- _Try it_
Reproduce all the data verbatim.

⁂

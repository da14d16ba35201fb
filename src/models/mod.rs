pub mod breakdown;
pub mod settings;
pub mod trade;

pub use breakdown::*;
pub use settings::*;
pub use trade::*;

⁂

- _Response area_
repository da14d16ba35201fb
filename src/models/mod.rs
pub mod breakdown;
pub mod settings;
pub mod trade;

pub use breakdown::*;
pub use settings::*;
pub use trade::*;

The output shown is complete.